A Six Sigma Case Study – Tutorial for IT Call Center – Part 1 of 6

Part 1 of this combination “case study and tutorial” tracks the inception of a Six Sigma DMAIC project by an IT support business. The project is aimed at helping the company become more competitive and profitable. Each part follows the project team as it works through another stage of the DMAIC methodology. Click to read the rest of the case study: Part 2, Part 3, Part 4, Part 5 and Part 6.

Focusing the Project

IT services is a competitive field populated with companies that all deliver important online and call center support to a variety of customers. Most IT services businesses come to realize that their clients have choices and, within the same pricing range, they gravitate to the support organization where the service is best.

In this case study of an IT services business, benchmarking helped quantify what the business already knew – its competitive position was not totally secure. There are a number of ways the company might have responded to the challenge. While the company had built up a reasonable capability in Six Sigma, its management realized improvement was not as simple as forming a project team and turning them loose on the problem. Senior managers had learned that an important part of their responsibility as leaders is to find the issues that are well-enough defined and of a scope to be suitable for a Six Sigma DMAIC project team to take on.

After working through the benchmarks and other data and with the help of a Black Belt, they were able to distill enough clues and evidence in the top-level industry figures to select a DMAIC project they could sponsor with facts and supporting data.

Customer Satisfaction and Business Growth

Industry data was purchased from a clearinghouse that gathers a number of measures about customer satisfaction and call center technical and business performance. Comparing their company to the benchmark average and to a select best-in-class group, the company’s management team could see that customer satisfaction with their support services (gathered by an unbiased industry source) was just average or a bit below.
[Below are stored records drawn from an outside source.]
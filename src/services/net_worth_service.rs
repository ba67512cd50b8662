use uuid::Uuid;

use crate::domain::{AssetEntry, AssetKind, FinanceProfile, LiabilityEntry, LiabilityKind};
use crate::settings::CurrencySettings;

use super::{ensure_unique_name, validate_amount, ServiceError, ServiceResult};

/// Totals derived from the profile's asset and liability entries.
///
/// The currency of the figures depends on which constructor produced them:
/// [`NetWorthService::summary`] reports canonical USD,
/// [`NetWorthService::display_summary`] the active display currency.
#[derive(Debug, Clone, Copy, PartialEq)]
pub struct NetWorthSummary {
    pub total_assets: f64,
    pub total_liabilities: f64,
    pub net_worth: f64,
}

pub struct NetWorthService;

impl NetWorthService {
    /// Records an asset entered in the active display currency.
    pub fn add_asset(
        profile: &mut FinanceProfile,
        settings: &CurrencySettings,
        name: impl Into<String>,
        kind: AssetKind,
        amount: f64,
    ) -> ServiceResult<Uuid> {
        let name = name.into();
        validate_amount(amount)?;
        ensure_unique_name(
            profile.assets.iter().map(|entry| entry.name.as_str()),
            &name,
            "Asset",
        )?;
        let entry = AssetEntry::new(name, kind, settings.convert_to_usd(amount));
        let id = entry.id;
        profile.assets.push(entry);
        profile.touch();
        Ok(id)
    }

    /// Records a liability entered in the active display currency.
    pub fn add_liability(
        profile: &mut FinanceProfile,
        settings: &CurrencySettings,
        name: impl Into<String>,
        kind: LiabilityKind,
        amount: f64,
    ) -> ServiceResult<Uuid> {
        let name = name.into();
        validate_amount(amount)?;
        ensure_unique_name(
            profile.liabilities.iter().map(|entry| entry.name.as_str()),
            &name,
            "Liability",
        )?;
        let entry = LiabilityEntry::new(name, kind, settings.convert_to_usd(amount));
        let id = entry.id;
        profile.liabilities.push(entry);
        profile.touch();
        Ok(id)
    }

    pub fn remove_asset(profile: &mut FinanceProfile, id: Uuid) -> ServiceResult<()> {
        let before = profile.assets.len();
        profile.assets.retain(|entry| entry.id != id);
        if profile.assets.len() == before {
            return Err(ServiceError::Invalid("Asset not found".into()));
        }
        profile.touch();
        Ok(())
    }

    pub fn remove_liability(profile: &mut FinanceProfile, id: Uuid) -> ServiceResult<()> {
        let before = profile.liabilities.len();
        profile.liabilities.retain(|entry| entry.id != id);
        if profile.liabilities.len() == before {
            return Err(ServiceError::Invalid("Liability not found".into()));
        }
        profile.touch();
        Ok(())
    }

    /// Canonical USD totals straight from the stored records.
    pub fn summary(profile: &FinanceProfile) -> NetWorthSummary {
        let total_assets: f64 = profile.assets.iter().map(|entry| entry.amount_usd).sum();
        let total_liabilities: f64 = profile
            .liabilities
            .iter()
            .map(|entry| entry.amount_usd)
            .sum();
        NetWorthSummary {
            total_assets,
            total_liabilities,
            net_worth: total_assets - total_liabilities,
        }
    }

    /// Totals converted into the active display currency.
    pub fn display_summary(
        profile: &FinanceProfile,
        settings: &CurrencySettings,
    ) -> NetWorthSummary {
        let usd = Self::summary(profile);
        NetWorthSummary {
            total_assets: settings.convert_from_usd(usd.total_assets),
            total_liabilities: settings.convert_from_usd(usd.total_liabilities),
            net_worth: settings.convert_from_usd(usd.net_worth),
        }
    }
}

#[cfg(test)]
mod tests {
    use super::*;
    use crate::storage::MemoryStore;

    fn usd_settings() -> CurrencySettings {
        CurrencySettings::new(Box::new(MemoryStore::new()))
    }

    #[test]
    fn duplicate_asset_names_are_rejected_case_insensitively() {
        let settings = usd_settings();
        let mut profile = FinanceProfile::new();
        NetWorthService::add_asset(&mut profile, &settings, "Savings", AssetKind::Bank, 100.0)
            .expect("first add");
        let err =
            NetWorthService::add_asset(&mut profile, &settings, " savings ", AssetKind::Cash, 1.0)
                .expect_err("duplicate must fail");
        assert!(format!("{err}").contains("already exists"));
        assert_eq!(profile.assets.len(), 1);
    }

    #[test]
    fn negative_amounts_are_rejected() {
        let settings = usd_settings();
        let mut profile = FinanceProfile::new();
        let err =
            NetWorthService::add_asset(&mut profile, &settings, "Cash", AssetKind::Cash, -5.0)
                .expect_err("negative must fail");
        assert!(matches!(err, ServiceError::Invalid(_)));
        assert!(profile.assets.is_empty());
    }

    #[test]
    fn remove_asset_errors_for_unknown_id() {
        let mut profile = FinanceProfile::new();
        let err = NetWorthService::remove_asset(&mut profile, Uuid::new_v4())
            .expect_err("unknown id must fail");
        assert!(format!("{err}").contains("not found"));
    }

    #[test]
    fn summary_nets_assets_against_liabilities() {
        let settings = usd_settings();
        let mut profile = FinanceProfile::new();
        NetWorthService::add_asset(&mut profile, &settings, "Checking", AssetKind::Bank, 800.0)
            .expect("add asset");
        NetWorthService::add_liability(
            &mut profile,
            &settings,
            "Card",
            LiabilityKind::CreditCard,
            300.0,
        )
        .expect("add liability");
        let summary = NetWorthService::summary(&profile);
        assert!((summary.net_worth - 500.0).abs() < f64::EPSILON);
    }
}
Figure 1: Customer Satisfaction for the Company, 2001-2003

Figure 1: Customer Satisfaction for the Company, 2001-2003

Figure 2: Customer Satisfaction for Average Companies, 2001-2003

Figure 2: Customer Satisfaction for Average Companies, 2001-2003

Figure 3: Customer Satisfaction for Best-in-Class Companies, 2001-2003

Figure 3: Customer Satisfaction for Best-in-Class Companies, 2001-2003

Figure 4: Relationship of Customer Satisfaction Ratings and New Account Growth in Best-in-Class Companies

Figure 4: Relationship of Customer Satisfaction Ratings and New Account Growth in Best-in-Class Companies

Figure 5: Support Costs Per Call

Figure 5: Support Costs Per Call

Figure 6: Model Characterizing the Influence of Call Center

Figure 6: Model Characterizing the Influence of Call Center

The comparison of the company’s customer satisfaction ratings (73 percent on a 100 percent standardized score), with the “average” companies in the same sector (76 percent) and “best-in-class” competitors (87 percent) showed management it had work to do.

The evidence also supported the important business contention that customer satisfaction (CSat) can be a driver of new account growth. Figure 4 illustrates that the range of customer satisfaction ratings for best-in-class competitors tracked with about 75 percent of the changes in new account growth. That was evidenced by the R-sq. value in the linear regression that was plotted. Senior managers knew that the relationship didn’t “prove causality” but, together with their business sense, they saw this as an indicator that customer satisfaction shows up on the bottom line.

Support Costs Per Call, Per Client

The benchmark data indicated customer satisfaction and business growth do not have a direct relationship to support costs per call. So the companies with the best customer satisfaction and best business growth do not spend the most on support costs per call. In fact, the support costs of $26 per call for the best companies and $30 for the average are lower than the case study company’s cost per call of about $36 (Figure 5).

A model was built to check the feasibility of focusing a DMAIC project on call center service measures (Figure 6). In the figure, the Y, or NewAcct, is new account growth during the benchmark period (as a percent of sales). The Xs are:
Transfer = Average number of transfers (to different agents and help systems) during a service call.
Wait Time = Average wait time during a service call.
Service = Average service time during the call (the time spent getting the answer to the question, problem solving advice, etc.).

Obviously the company would like to have seen a better model-fit than the 62 percent R-Sq seen here. Realizing, though, that many factors play into account growth, the senior leadership felt that the model showed enough linkage to the process factors that pursuit of the project was feasible.

Since the company’s senior managers had ready access to wait time benchmark data, they checked their company’s performance against the industry (Figures 7, 8 and 9).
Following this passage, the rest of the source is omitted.